- EXERCISE DESCRIPTION
Pick out every line in the data below that holds "AppError".

[Collected data]
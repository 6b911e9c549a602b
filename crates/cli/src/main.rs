//! Shopfront CLI - migrations, catalog seeding, cart and account.
//!
//! # Usage
//!
//! ```bash
//! # Create the schema
//! shop-cli migrate
//!
//! # Load categories and products
//! shop-cli seed catalog.yaml
//!
//! # Shop anonymously
//! shop-cli catalog list
//! shop-cli cart add 67e55044-10b1-426f-9247-bb680e5fe0c8 -q 2
//! shop-cli cart show
//!
//! # Sign in; the anonymous cart comes along
//! shop-cli auth sign-in shopper@example.com 'correct horse'
//! ```
//!
//! Local shopper state (anonymous session, signed-in user) lives in the
//! file named by `SHOPFRONT_STATE_PATH`.

#![cfg_attr(not(test), forbid(unsafe_code))]

use std::path::PathBuf;

use clap::{Parser, Subcommand};

use shopfront_core::{CartItemId, ProductId};
use shopfront_storefront::{AppError, StorefrontConfig, telemetry};

mod commands;

use commands::Context;
use commands::cart::Action;

const DEFAULT_LOG_FILTER: &str = "shopfront_storefront=info,shopfront_cli=info";

#[derive(Parser)]
#[command(name = "shop-cli")]
#[command(author, version, about = "Shopfront CLI tools")]
struct Cli {
    #[command(subcommand)]
    command: Commands,
}

#[derive(Subcommand)]
enum Commands {
    /// Run database migrations
    Migrate,
    /// Seed the catalog from a YAML file
    Seed {
        /// Path to the seed file
        file: PathBuf,
    },
    /// Browse the catalog
    Catalog {
        #[command(subcommand)]
        action: CatalogAction,
    },
    /// Manage the cart
    Cart {
        #[command(subcommand)]
        action: CartAction,
    },
    /// Sign up, sign in and out
    Auth {
        #[command(subcommand)]
        action: AuthAction,
    },
}

#[derive(Subcommand)]
enum CatalogAction {
    /// List products with prices
    List {
        /// Only products in this category (slug)
        #[arg(short, long)]
        category: Option<String>,
    },
}

#[derive(Subcommand)]
enum CartAction {
    /// Show the cart
    Show,
    /// Add a product
    Add {
        /// Product ID
        product_id: ProductId,

        /// Number of units
        #[arg(short, long, default_value_t = 1)]
        quantity: i32,
    },
    /// Set a line's quantity (0 or less removes it)
    Update {
        /// Cart line ID
        item_id: CartItemId,

        /// New quantity
        #[arg(allow_negative_numbers = true)]
        quantity: i32,
    },
    /// Remove a line
    Remove {
        /// Cart line ID
        item_id: CartItemId,
    },
    /// Remove every line
    Clear,
}

#[derive(Subcommand)]
enum AuthAction {
    /// Create an account and sign in
    SignUp { email: String, password: String },
    /// Sign in
    SignIn { email: String, password: String },
    /// Sign out
    SignOut,
    /// Show the current shopper
    Whoami,
}

impl From<CartAction> for Action {
    fn from(action: CartAction) -> Self {
        match action {
            CartAction::Show => Self::Show,
            CartAction::Add {
                product_id,
                quantity,
            } => Self::Add {
                product_id,
                quantity,
            },
            CartAction::Update { item_id, quantity } => Self::Update { item_id, quantity },
            CartAction::Remove { item_id } => Self::Remove { item_id },
            CartAction::Clear => Self::Clear,
        }
    }
}

#[tokio::main]
async fn main() {
    let cli = Cli::parse();

    let config = match StorefrontConfig::from_env() {
        Ok(config) => config,
        Err(e) => {
            telemetry::init_tracing(DEFAULT_LOG_FILTER);
            tracing::error!("Configuration error: {e}");
            std::process::exit(1);
        }
    };

    // Sentry must be initialized before the tracing subscriber
    let sentry_guard = telemetry::init_sentry(&config.sentry);
    telemetry::init_tracing(DEFAULT_LOG_FILTER);

    let result: Result<(), Box<dyn std::error::Error>> = run(cli, config).await;

    if let Err(e) = result {
        tracing::error!("Command failed: {e}");
        drop(sentry_guard);
        std::process::exit(1);
    }
}

async fn run(cli: Cli, config: StorefrontConfig) -> Result<(), Box<dyn std::error::Error>> {
    match cli.command {
        Commands::Migrate => commands::migrate::run(&config).await?,
        Commands::Seed { file } => {
            // Validate before connecting
            let seed = commands::seed::load(&file).await?;
            let ctx = connect(config).await?;
            let summary = commands::seed::apply(ctx.gateway.as_ref(), &seed).await?;
            tracing::info!(
                categories = summary.categories_created,
                products = summary.products_created,
                skipped = summary.skipped,
                "Seeding complete"
            );
        }
        Commands::Catalog { action } => {
            let ctx = connect(config).await?;
            match action {
                CatalogAction::List { category } => {
                    commands::catalog::list(&ctx, category.as_deref())
                        .await
                        .map_err(present)?;
                }
            }
        }
        Commands::Cart { action } => {
            let ctx = connect(config).await?;
            commands::cart::run(&ctx, action.into())
                .await
                .map_err(present)?;
        }
        Commands::Auth { action } => {
            let ctx = connect(config).await?;
            match action {
                AuthAction::SignUp { email, password } => {
                    commands::auth::sign_up(&ctx, &email, &password).await
                }
                AuthAction::SignIn { email, password } => {
                    commands::auth::sign_in(&ctx, &email, &password).await
                }
                AuthAction::SignOut => commands::auth::sign_out(&ctx).await,
                AuthAction::Whoami => commands::auth::whoami(&ctx).await,
            }
            .map_err(present)?;
        }
    }
    Ok(())
}

async fn connect(config: StorefrontConfig) -> Result<Context, Box<dyn std::error::Error>> {
    Context::connect(config).await.map_err(present)
}

/// Report a failure and reduce it to the message a shopper should see.
fn present(err: AppError) -> Box<dyn std::error::Error> {
    err.report();
    err.user_message().into()
}
//! Owner key resolution.
//!
//! The cart engine never reads ambient auth state. It asks an injected
//! [`OwnerKeyProvider`] who owns the cart at the start of each operation.

use std::sync::Arc;

use shopfront_core::{OwnerKey, SessionId};

use crate::identity::IdentityProvider;

/// Resolves the owner key for the current shopper.
pub trait OwnerKeyProvider: Send + Sync {
    /// The owner that cart operations should be scoped to right now.
    fn owner_key(&self) -> OwnerKey;
}

/// Signed-in user if there is one, otherwise the anonymous session.
pub struct ShopperIdentity<I> {
    session_id: SessionId,
    identity: Arc<I>,
}

impl<I: IdentityProvider> ShopperIdentity<I> {
    /// Combine the persisted session token with an identity provider.
    #[must_use]
    pub const fn new(session_id: SessionId, identity: Arc<I>) -> Self {
        Self {
            session_id,
            identity,
        }
    }

    /// The anonymous session token, regardless of sign-in state.
    #[must_use]
    pub const fn session_id(&self) -> SessionId {
        self.session_id
    }

    /// The identity provider behind this resolver.
    #[must_use]
    pub fn identity(&self) -> &I {
        &self.identity
    }
}

impl<I: IdentityProvider> OwnerKeyProvider for ShopperIdentity<I> {
    fn owner_key(&self) -> OwnerKey {
        self.identity
            .current_user_id()
            .map_or(OwnerKey::Session(self.session_id), OwnerKey::User)
    }
}

/// A fixed owner, for tools and tests that act on one known cart.
#[derive(Debug, Clone, Copy)]
pub struct FixedOwner(pub OwnerKey);

impl OwnerKeyProvider for FixedOwner {
    fn owner_key(&self) -> OwnerKey {
        self.0
    }
}
impl<G: Gateway, O: OwnerKeyProvider> CartEngine<G, O> {
    /// Create an engine with an empty item list. Call [`refresh`](Self::refresh)
    /// to load the owner's cart.
    #[must_use]
    pub fn new(gateway: Arc<G>, owner: O) -> Self {
        let (notices, _) = broadcast::channel(NOTICE_CAPACITY);
        Self {
            gateway,
            owner,
            items: RwLock::new(Vec::new()),
            in_flight: AtomicUsize::new(0),
            notices,
        }
    }

    /// Snapshot of the cart lines, oldest first.
    pub async fn items(&self) -> Vec<CartItem> {
        self.items.read().await.clone()
    }

    /// Item count and subtotal from one consistent read.
    pub async fn totals(&self) -> CartTotals {
        CartTotals::from_items(&self.items.read().await)
    }

    /// Sum of line quantities.
    pub async fn total_items(&self) -> i64 {
        self.totals().await.total_items
    }

    /// Sum of `quantity * unit_price` over all lines.
    pub async fn total_price(&self) -> Decimal {
        self.totals().await.total_price
    }

    /// Whether an operation is in progress.
    #[must_use]
    pub fn is_loading(&self) -> bool {
        self.in_flight.load(Ordering::SeqCst) > 0
    }

    /// The owner cart operations are scoped to right now.
    #[must_use]
    pub fn owner(&self) -> OwnerKey {
        self.owner.owner_key()
    }

    /// Receive shopper notifications for subsequent operations.
    #[must_use]
    pub fn subscribe(&self) -> broadcast::Receiver<CartNotice> {
        self.notices.subscribe()
    }

    /// Reload the owner's lines from the backend.
    ///
    /// On failure the current items are kept and a failure notice is sent.
    ///
    /// # Errors
    ///
    /// Returns `CartError::Gateway` if the backend read fails.
    #[instrument(skip(self), fields(owner = %self.owner.owner_key()))]
    pub async fn refresh(&self) -> Result<(), CartError> {
        let owner = self.owner.owner_key();
        let _loading = LoadingGuard::enter(&self.in_flight);

        match self.fetch(&owner).await {
            Ok(items) => {
                debug!(count = items.len(), "Cart refreshed");
                *self.items.write().await = items;
                Ok(())
            }
            Err(e) => Err(self.fail("refresh", e.into())),
        }
    }

    /// Add `quantity` units of a product.
    ///
    /// If the owner already has a line for the product its quantity is
    /// increased; otherwise a new line is created at the product's current
    /// price.
    ///
    /// # Errors
    ///
    /// Returns `CartError::Validation` if `quantity` is below 1,
    /// `CartError::NotFound` if the product does not exist, or
    /// `CartError::Gateway` if a backend write fails.
    #[instrument(skip(self), fields(owner = %self.owner.owner_key()))]
    pub async fn add_item(&self, product_id: ProductId, quantity: i32) -> Result<(), CartError> {
        let owner = self.owner.owner_key();
        let _loading = LoadingGuard::enter(&self.in_flight);

        if quantity < 1 {
            return Err(self.fail(
                "add_item",
                CartError::Validation("Quantity must be at least 1".to_string()),
            ));
        }

        match self.add_line(&owner, product_id, quantity).await {
            Ok(()) => {
                tracing::info!(quantity, "Added to cart");
                let product_id_str = product_id.to_string();
                add_breadcrumb(
                    "cart",
                    "Added item",
                    Some(&[("product_id", product_id_str.as_str())]),
                );
                self.settle().await;
                self.notify(CartNotice::ItemAdded {
                    product_id,
                    quantity,
                });
                Ok(())
            }
            Err(e) => Err(self.fail("add_item", e)),
        }
    }

    /// Set a line's quantity. A quantity of zero or less removes the line.
    ///
    /// The line's unit price is never changed.
    ///
    /// # Errors
    ///
    /// Returns `CartError::NotFound` if the owner has no line with this ID,
    /// or `CartError::Gateway` if the backend write fails.
    #[instrument(skip(self), fields(owner = %self.owner.owner_key()))]
    pub async fn update_quantity(&self, item_id: CartItemId, quantity: i32) -> Result<(), CartError> {
        if quantity <= 0 {
            return self.remove_item(item_id).await;
        }

        let owner = self.owner.owner_key();
        let _loading = LoadingGuard::enter(&self.in_flight);

        match self.set_quantity(&owner, item_id, quantity).await {
            Ok(()) => {
                tracing::info!(quantity, "Cart quantity updated");
                let item_id_str = item_id.to_string();
                add_breadcrumb(
                    "cart",
                    "Updated quantity",
                    Some(&[("item_id", item_id_str.as_str())]),
                );
                self.settle().await;
                self.notify(CartNotice::QuantityUpdated { quantity });
                Ok(())
            }
            Err(e) => Err(self.fail("update_quantity", e)),
        }
    }

    /// Remove a line. Removing a line that is already gone is not an error.
    ///
    /// # Errors
    ///
    /// Returns `CartError::Gateway` if the backend delete fails.
    #[instrument(skip(self), fields(owner = %self.owner.owner_key()))]
    pub async fn remove_item(&self, item_id: CartItemId) -> Result<(), CartError> {
        let owner = self.owner.owner_key();
        let _loading = LoadingGuard::enter(&self.in_flight);

        let filter = Filter::owned_by(&owner).eq("id", item_id);
        match self.gateway.delete(Table::CartItems, &filter).await {
            Ok(removed) => {
                if removed == 0 {
                    debug!("Cart line already absent");
                } else {
                    tracing::info!("Removed from cart");
                }
                let item_id_str = item_id.to_string();
                add_breadcrumb(
                    "cart",
                    "Removed item",
                    Some(&[("item_id", item_id_str.as_str())]),
                );
                self.settle().await;
                self.notify(CartNotice::ItemRemoved);
                Ok(())
            }
            Err(e) => Err(self.fail("remove_item", e.into())),
        }
    }

    /// Remove every line for the current owner.
    ///
    /// Idempotent. The item list is emptied directly without a reload.
    ///
    /// # Errors
    ///
    /// Returns `CartError::Gateway` if the backend delete fails.
    #[instrument(skip(self), fields(owner = %self.owner.owner_key()))]
    pub async fn clear(&self) -> Result<(), CartError> {
        let owner = self.owner.owner_key();
        let _loading = LoadingGuard::enter(&self.in_flight);

        match self
            .gateway
            .delete(Table::CartItems, &Filter::owned_by(&owner))
            .await
        {
            Ok(removed) => {
                tracing::info!(removed, "Cart cleared");
                add_breadcrumb("cart", "Cleared cart", None);
                self.items.write().await.clear();
                self.notify(CartNotice::Cleared);
                Ok(())
            }
            Err(e) => Err(self.fail("clear", e.into())),
        }
    }

    /// Take over the lines of an anonymous session after sign-in.
    ///
    /// Does nothing while the current owner is still anonymous. Otherwise
    /// each of the session's lines is folded into the user's line for the
    /// same product (quantities summed, the user's unit price kept) or, if
    /// the user has none, moved to the user with its unit price unchanged.
    ///
    /// Lines are adopted one at a time. If a write fails part-way, the
    /// lines already adopted stay with the user and calling this again
    /// adopts the rest. A merged line is removed from the session before
    /// the user's line grows, so no line is ever counted twice.
    ///
    /// # Errors
    ///
    /// Returns `CartError::Validation` if a merged quantity would overflow,
    /// or `CartError::Gateway` if a backend read or write fails.
    #[instrument(skip(self), fields(owner = %self.owner.owner_key()))]
    pub async fn adopt_anonymous_cart(
        &self,
        session_id: SessionId,
    ) -> Result<AdoptionSummary, CartError> {
        let owner = self.owner.owner_key();
        if owner.is_anonymous() {
            debug!("Still anonymous, nothing to adopt");
            return Ok(AdoptionSummary::default());
        }
        let _loading = LoadingGuard::enter(&self.in_flight);

        match self.adopt_lines(&owner, session_id).await {
            Ok(summary) => {
                if !summary.is_empty() {
                    tracing::info!(
                        moved = summary.moved,
                        merged = summary.merged,
                        "Adopted anonymous cart"
                    );
                    add_breadcrumb("cart", "Adopted anonymous cart", None);
                }
                self.settle().await;
                if !summary.is_empty() {
                    self.notify(CartNotice::CartAdopted {
                        moved: summary.moved,
                        merged: summary.merged,
                    });
                }
                Ok(summary)
            }
            Err(e) => Err(self.fail("adopt_anonymous_cart", e)),
        }
    }

    async fn fetch(&self, owner: &OwnerKey) -> Result<Vec<CartItem>, GatewayError> {
        self.gateway
            .select(&Filter::owned_by(owner).order_by("created_at", Direction::Asc))
            .await
    }

    async fn add_line(
        &self,
        owner: &OwnerKey,
        product_id: ProductId,
        quantity: i32,
    ) -> Result<(), CartError> {
        // Price from the backend, never from a display cache.
        let product: Product = self
            .gateway
            .select_one(&Filter::by_id(product_id))
            .await
            .map_err(CartError::not_found_as("Product"))?;

        if let Some(line) = self.line_for(owner, product_id).await? {
            return self.increase(&line, quantity).await;
        }

        let draft = NewCartItem {
            owner: *owner,
            product_id,
            quantity,
            unit_price: product.price,
        };
        match self.gateway.insert::<CartItem>(&draft).await {
            Ok(line) => {
                debug!(item_id = %line.id, unit_price = %line.unit_price, "Cart line created");
                Ok(())
            }
            // Another writer created the line since we looked.
            Err(GatewayError::Conflict(reason)) => match self.line_for(owner, product_id).await? {
                Some(line) => self.increase(&line, quantity).await,
                None => Err(GatewayError::Conflict(reason).into()),
            },
            Err(e) => Err(e.into()),
        }
    }

    async fn line_for(
        &self,
        owner: &OwnerKey,
        product_id: ProductId,
    ) -> Result<Option<CartItem>, GatewayError> {
        let mut lines: Vec<CartItem> = self
            .gateway
            .select(&Filter::owned_by(owner).eq("product_id", product_id))
            .await?;
        Ok(lines.pop())
    }

    async fn increase(&self, line: &CartItem, extra: i32) -> Result<(), CartError> {
        let quantity = checked_quantity(line.quantity, extra)?;
        self.gateway
            .update::<CartItem, _>(line.id, &CartItemPatch::quantity(quantity))
            .await
            .map_err(CartError::not_found_as("Cart item"))?;
        debug!(item_id = %line.id, quantity, "Cart line coalesced");
        Ok(())
    }

    async fn set_quantity(
        &self,
        owner: &OwnerKey,
        item_id: CartItemId,
        quantity: i32,
    ) -> Result<(), CartError> {
        // Scope the write to the owner: an ID alone could name someone else's line.
        let line: CartItem = self
            .gateway
            .select_one(&Filter::owned_by(owner).eq("id", item_id))
            .await
            .map_err(CartError::not_found_as("Cart item"))?;

        self.gateway
            .update::<CartItem, _>(line.id, &CartItemPatch::quantity(quantity))
            .await
            .map_err(CartError::not_found_as("Cart item"))?;
        Ok(())
    }

    async fn adopt_lines(
        &self,
        owner: &OwnerKey,
        session_id: SessionId,
    ) -> Result<AdoptionSummary, CartError> {
        let anonymous = self.fetch(&OwnerKey::Session(session_id)).await?;
        if anonymous.is_empty() {
            return Ok(AdoptionSummary::default());
        }

        let mut held: HashMap<ProductId, (CartItemId, i32)> = self
            .fetch(owner)
            .await?
            .into_iter()
            .map(|line| (line.product_id, (line.id, line.quantity)))
            .collect();

        let mut summary = AdoptionSummary::default();
        for line in anonymous {
            if let Some((held_id, held_quantity)) = held.get_mut(&line.product_id) {
                let quantity = checked_quantity(*held_quantity, line.quantity)?;
                // Drop the anonymous row first so a retry can never count it twice.
                let deleted = self
                    .gateway
                    .delete(Table::CartItems, &Filter::by_id(line.id))
                    .await?;
                if deleted == 0 {
                    debug!(item_id = %line.id, "Anonymous line already gone, skipping");
                    continue;
                }
                self.gateway
                    .update::<CartItem, _>(*held_id, &CartItemPatch::quantity(quantity))
                    .await?;
                *held_quantity = quantity;
                summary.merged += 1;
            } else {
                self.gateway
                    .update::<CartItem, _>(line.id, &CartItemPatch::reown(*owner))
                    .await?;
                held.insert(line.product_id, (line.id, line.quantity));
                summary.moved += 1;
            }
        }

        Ok(summary)
    }

    /// Trailing refresh after a successful write.
    ///
    /// The write already landed, so a failed reload is reported through
    /// [`refresh`](Self::refresh) and not returned.
    async fn settle(&self) {
        if let Err(e) = self.refresh().await {
            tracing::warn!(error = %e, "Cart reload after write failed");
        }
    }

    fn fail(&self, operation: &'static str, err: CartError) -> CartError {
        if err.is_server_error() {
            let event_id = sentry::capture_error(&err);
            tracing::error!(
                operation,
                error = %err,
                sentry_event_id = %event_id,
                "Cart operation failed"
            );
        } else {
            tracing::warn!(operation, error = %err, "Cart operation rejected");
        }
        self.notify(CartNotice::Failed {
            message: err.user_message(),
        });
        err
    }

    fn notify(&self, notice: CartNotice) {
        if self.notices.send(notice).is_err() {
            debug!("No cart notice subscribers");
        }
    }
}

- OUTPUT OF THE EXERCISE
use shopfront_storefront::{AppError, StorefrontConfig, telemetry};
fn present(err: AppError) -> Box<dyn std::error::Error> {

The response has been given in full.